● AIM OF THE TASK:
If a line in the data has the string "addr", please show it.

● TASK INPUTS:

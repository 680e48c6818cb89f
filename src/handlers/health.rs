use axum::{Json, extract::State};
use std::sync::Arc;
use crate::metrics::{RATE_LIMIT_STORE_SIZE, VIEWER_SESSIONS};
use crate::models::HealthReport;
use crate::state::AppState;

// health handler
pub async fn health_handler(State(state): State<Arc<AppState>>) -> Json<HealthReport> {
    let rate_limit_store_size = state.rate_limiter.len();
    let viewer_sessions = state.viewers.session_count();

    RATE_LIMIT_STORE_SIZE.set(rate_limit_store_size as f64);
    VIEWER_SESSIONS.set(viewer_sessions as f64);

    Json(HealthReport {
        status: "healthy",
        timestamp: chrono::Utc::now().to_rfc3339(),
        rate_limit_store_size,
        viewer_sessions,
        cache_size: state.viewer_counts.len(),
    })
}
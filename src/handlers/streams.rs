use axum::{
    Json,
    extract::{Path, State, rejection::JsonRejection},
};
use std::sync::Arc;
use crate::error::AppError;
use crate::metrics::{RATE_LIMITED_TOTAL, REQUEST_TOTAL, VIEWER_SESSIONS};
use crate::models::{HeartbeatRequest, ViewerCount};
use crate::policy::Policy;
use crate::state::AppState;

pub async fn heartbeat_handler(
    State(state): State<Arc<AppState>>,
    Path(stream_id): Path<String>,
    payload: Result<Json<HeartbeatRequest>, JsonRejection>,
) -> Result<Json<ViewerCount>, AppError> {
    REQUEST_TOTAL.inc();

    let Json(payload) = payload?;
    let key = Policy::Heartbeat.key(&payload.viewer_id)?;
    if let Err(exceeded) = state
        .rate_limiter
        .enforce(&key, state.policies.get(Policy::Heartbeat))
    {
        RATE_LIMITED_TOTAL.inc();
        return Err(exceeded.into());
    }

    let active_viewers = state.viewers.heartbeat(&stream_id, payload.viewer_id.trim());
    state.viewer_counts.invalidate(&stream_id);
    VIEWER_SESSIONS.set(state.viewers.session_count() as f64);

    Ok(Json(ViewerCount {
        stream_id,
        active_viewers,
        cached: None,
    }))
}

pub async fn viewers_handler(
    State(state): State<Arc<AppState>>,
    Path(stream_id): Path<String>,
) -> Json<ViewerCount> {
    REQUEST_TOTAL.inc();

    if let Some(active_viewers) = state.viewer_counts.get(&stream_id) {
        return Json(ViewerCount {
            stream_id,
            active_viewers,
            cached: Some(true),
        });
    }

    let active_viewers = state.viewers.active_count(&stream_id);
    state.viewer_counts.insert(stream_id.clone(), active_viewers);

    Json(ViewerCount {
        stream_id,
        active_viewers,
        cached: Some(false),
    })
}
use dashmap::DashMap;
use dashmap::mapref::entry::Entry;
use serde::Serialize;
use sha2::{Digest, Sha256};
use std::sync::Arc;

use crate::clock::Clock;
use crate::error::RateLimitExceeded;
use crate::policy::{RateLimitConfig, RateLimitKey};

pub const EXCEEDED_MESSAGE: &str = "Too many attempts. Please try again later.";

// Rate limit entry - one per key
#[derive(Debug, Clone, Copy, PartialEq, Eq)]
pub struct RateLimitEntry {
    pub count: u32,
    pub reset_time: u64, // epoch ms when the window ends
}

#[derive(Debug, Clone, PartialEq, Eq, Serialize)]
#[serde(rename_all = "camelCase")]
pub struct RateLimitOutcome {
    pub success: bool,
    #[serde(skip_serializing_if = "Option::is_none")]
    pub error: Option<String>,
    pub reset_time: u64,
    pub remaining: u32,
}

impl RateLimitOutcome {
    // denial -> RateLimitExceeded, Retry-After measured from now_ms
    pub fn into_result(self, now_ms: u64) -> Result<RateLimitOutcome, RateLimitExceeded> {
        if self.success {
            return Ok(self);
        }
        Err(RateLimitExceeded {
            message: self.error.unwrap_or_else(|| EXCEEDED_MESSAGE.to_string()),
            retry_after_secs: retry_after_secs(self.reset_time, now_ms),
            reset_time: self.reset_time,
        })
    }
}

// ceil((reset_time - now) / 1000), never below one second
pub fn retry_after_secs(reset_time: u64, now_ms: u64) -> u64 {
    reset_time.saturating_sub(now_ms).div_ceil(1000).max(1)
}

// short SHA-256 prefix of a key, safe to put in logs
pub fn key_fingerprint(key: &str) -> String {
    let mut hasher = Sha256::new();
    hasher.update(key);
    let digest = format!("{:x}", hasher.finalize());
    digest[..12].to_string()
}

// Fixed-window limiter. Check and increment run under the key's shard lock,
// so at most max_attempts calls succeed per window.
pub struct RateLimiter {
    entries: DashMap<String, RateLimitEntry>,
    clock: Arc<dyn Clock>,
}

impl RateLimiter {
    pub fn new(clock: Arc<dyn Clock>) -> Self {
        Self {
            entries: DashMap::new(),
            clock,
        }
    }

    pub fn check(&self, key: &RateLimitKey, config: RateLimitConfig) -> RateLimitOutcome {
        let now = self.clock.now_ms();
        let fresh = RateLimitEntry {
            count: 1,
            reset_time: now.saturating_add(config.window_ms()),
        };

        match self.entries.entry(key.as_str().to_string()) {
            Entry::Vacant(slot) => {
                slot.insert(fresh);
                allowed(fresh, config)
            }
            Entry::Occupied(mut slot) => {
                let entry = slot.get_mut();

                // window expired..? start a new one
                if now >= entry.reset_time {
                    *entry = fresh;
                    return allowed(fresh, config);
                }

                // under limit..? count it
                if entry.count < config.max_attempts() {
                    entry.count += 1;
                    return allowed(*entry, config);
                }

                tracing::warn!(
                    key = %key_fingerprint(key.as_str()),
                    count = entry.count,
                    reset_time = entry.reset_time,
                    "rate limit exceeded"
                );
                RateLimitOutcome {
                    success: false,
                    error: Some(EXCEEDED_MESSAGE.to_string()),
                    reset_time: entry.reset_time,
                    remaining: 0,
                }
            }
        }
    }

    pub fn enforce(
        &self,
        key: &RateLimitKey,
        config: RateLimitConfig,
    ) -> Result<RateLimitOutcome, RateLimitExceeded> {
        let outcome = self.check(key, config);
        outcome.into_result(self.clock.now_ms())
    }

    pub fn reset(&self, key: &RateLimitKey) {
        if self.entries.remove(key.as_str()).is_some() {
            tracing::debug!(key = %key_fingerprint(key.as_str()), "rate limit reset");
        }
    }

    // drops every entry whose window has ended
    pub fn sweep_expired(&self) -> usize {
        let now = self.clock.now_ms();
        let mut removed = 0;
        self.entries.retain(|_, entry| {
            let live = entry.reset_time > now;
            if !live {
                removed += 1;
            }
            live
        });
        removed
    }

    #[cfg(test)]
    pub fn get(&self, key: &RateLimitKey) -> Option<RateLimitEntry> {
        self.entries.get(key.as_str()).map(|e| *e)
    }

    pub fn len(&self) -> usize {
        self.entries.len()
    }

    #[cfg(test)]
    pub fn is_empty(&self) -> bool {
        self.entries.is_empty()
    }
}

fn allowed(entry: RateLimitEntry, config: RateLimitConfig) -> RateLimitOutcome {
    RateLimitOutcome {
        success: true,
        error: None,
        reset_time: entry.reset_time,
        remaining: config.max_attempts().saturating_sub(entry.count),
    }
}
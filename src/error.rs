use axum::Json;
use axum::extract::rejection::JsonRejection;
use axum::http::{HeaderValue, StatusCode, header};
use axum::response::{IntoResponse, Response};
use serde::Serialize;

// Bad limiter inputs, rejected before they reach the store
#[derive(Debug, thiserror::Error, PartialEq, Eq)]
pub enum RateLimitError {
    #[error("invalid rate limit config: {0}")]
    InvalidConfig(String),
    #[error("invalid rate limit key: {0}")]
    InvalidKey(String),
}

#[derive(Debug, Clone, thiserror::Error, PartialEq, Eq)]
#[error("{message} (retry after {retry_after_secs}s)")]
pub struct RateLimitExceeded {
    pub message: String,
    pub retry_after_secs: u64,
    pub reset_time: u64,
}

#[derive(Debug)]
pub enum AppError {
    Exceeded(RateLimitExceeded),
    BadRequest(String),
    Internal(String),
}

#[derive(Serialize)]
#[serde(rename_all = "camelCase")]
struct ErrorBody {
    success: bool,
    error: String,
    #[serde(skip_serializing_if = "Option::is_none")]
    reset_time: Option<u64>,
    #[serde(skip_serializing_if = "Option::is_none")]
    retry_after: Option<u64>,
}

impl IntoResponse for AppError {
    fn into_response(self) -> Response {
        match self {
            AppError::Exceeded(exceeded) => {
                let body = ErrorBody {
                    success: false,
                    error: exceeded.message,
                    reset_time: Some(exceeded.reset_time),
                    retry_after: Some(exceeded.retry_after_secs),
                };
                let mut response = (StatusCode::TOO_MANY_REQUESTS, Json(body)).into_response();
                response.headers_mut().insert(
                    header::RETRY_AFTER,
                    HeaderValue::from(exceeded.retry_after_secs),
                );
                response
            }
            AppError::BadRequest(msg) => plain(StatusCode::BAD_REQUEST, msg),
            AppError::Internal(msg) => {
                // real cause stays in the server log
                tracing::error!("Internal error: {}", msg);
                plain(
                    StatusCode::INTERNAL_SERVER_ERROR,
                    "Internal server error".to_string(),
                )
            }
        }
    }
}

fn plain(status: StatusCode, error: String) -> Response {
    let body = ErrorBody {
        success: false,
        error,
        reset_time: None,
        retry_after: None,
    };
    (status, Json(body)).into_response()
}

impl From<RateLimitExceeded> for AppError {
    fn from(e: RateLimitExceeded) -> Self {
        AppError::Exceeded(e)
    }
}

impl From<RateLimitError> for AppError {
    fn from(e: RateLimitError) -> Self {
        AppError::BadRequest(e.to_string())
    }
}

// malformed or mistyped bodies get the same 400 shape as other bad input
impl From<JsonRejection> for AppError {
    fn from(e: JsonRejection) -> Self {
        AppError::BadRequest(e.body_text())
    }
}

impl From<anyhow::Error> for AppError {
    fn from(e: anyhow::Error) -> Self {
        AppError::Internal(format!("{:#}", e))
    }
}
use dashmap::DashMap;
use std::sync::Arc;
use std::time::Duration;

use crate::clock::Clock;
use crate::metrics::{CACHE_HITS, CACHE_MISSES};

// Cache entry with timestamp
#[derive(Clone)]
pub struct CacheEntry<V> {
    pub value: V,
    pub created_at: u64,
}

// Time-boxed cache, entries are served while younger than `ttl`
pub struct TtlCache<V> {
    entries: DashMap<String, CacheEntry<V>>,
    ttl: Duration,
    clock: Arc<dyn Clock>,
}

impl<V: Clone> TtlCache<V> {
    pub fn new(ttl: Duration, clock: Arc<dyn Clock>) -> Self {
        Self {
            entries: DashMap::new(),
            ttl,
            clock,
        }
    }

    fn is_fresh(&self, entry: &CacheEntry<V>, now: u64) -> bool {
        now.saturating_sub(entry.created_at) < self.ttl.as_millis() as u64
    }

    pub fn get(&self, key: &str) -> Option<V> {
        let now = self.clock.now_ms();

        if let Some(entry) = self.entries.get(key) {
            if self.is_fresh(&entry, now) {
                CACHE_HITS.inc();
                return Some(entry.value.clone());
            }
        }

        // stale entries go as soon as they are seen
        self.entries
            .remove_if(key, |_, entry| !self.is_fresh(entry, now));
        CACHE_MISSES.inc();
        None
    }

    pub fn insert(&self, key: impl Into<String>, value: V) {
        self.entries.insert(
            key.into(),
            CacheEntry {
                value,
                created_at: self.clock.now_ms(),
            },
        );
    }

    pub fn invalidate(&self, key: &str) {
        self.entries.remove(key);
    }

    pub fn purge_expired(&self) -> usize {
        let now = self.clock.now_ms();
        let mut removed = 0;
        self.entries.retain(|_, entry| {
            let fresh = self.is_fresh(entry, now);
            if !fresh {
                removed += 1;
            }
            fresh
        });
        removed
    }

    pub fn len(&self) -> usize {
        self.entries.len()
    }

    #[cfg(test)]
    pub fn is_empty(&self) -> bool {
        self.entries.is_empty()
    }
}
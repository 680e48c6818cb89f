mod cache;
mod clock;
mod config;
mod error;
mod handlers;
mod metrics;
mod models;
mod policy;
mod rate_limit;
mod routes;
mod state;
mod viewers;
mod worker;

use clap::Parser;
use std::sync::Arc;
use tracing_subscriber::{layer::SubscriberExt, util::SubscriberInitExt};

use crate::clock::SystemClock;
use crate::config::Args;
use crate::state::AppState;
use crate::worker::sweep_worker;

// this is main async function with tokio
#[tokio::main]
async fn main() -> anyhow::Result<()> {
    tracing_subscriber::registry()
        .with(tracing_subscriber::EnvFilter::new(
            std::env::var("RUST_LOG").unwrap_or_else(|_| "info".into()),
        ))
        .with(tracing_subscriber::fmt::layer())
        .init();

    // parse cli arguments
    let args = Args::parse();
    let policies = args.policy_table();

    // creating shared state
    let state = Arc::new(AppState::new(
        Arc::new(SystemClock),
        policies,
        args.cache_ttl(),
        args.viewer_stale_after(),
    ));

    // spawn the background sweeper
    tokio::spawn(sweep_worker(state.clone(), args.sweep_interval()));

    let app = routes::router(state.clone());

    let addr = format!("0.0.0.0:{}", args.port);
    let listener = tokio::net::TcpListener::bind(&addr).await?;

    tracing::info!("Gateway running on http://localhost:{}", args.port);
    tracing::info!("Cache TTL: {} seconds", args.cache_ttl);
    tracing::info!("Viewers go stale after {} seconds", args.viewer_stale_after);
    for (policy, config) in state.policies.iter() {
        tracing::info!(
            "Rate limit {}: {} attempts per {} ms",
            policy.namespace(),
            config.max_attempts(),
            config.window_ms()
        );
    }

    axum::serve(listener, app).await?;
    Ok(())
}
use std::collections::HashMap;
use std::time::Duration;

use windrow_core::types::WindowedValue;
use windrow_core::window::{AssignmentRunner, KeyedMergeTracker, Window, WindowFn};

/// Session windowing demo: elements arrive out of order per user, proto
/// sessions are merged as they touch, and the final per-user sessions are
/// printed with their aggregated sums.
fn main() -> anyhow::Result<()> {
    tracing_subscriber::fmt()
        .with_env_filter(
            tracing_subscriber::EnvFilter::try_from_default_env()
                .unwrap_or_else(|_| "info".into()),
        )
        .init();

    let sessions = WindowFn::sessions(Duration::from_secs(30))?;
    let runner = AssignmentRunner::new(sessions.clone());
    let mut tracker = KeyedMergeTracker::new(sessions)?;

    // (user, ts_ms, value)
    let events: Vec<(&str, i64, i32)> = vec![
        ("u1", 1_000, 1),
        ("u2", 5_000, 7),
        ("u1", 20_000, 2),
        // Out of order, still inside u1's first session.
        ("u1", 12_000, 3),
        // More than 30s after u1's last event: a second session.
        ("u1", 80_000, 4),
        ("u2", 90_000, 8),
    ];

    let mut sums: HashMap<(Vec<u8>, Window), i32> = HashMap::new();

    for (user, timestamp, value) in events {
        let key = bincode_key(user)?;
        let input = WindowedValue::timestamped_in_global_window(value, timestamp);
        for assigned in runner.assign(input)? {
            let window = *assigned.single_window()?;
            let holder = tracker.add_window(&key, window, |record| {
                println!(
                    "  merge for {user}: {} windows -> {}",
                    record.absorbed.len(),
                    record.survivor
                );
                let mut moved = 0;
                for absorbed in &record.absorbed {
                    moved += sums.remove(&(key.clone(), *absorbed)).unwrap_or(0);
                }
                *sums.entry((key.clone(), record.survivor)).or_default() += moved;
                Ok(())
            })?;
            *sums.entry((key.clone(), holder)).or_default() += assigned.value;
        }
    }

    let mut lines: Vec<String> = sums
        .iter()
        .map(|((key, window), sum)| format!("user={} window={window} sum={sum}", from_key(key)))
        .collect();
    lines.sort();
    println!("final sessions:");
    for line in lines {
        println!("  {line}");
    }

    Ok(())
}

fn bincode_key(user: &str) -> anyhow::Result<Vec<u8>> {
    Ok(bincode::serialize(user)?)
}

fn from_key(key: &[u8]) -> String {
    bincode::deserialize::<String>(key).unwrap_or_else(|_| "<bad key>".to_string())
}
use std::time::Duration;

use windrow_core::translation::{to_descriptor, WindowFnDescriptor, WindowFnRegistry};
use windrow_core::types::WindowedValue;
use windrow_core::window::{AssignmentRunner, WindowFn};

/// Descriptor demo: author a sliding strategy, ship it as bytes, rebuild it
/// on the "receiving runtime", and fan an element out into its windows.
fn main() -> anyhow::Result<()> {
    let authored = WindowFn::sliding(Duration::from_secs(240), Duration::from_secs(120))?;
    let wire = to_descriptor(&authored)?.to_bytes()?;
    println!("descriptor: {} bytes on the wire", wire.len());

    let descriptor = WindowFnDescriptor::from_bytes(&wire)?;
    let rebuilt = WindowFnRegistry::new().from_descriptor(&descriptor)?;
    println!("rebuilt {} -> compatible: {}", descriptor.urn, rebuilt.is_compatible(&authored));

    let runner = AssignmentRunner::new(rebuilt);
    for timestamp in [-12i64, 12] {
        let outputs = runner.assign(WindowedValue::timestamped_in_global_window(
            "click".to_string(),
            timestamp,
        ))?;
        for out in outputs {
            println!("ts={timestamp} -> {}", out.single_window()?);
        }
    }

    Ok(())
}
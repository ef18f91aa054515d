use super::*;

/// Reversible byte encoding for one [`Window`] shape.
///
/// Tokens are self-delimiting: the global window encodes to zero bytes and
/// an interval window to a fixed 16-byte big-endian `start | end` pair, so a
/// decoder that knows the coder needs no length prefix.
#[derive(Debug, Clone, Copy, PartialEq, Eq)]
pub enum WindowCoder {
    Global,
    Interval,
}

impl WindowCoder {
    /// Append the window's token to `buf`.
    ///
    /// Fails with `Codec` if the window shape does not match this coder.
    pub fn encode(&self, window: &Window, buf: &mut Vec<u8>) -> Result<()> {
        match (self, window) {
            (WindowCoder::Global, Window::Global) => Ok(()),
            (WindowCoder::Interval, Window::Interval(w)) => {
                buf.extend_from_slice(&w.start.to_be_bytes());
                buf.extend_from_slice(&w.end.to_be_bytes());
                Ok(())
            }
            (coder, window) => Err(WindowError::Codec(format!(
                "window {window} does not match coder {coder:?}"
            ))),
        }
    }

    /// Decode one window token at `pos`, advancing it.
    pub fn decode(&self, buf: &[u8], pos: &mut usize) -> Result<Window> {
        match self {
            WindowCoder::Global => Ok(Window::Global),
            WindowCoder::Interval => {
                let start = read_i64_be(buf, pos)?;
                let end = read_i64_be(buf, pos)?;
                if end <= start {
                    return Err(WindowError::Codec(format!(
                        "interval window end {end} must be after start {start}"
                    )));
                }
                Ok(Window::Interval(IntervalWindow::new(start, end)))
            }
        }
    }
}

● SOLUTION:
    let addr = format!("0.0.0.0:{}", args.port);
    let listener = tokio::net::TcpListener::bind(&addr).await?;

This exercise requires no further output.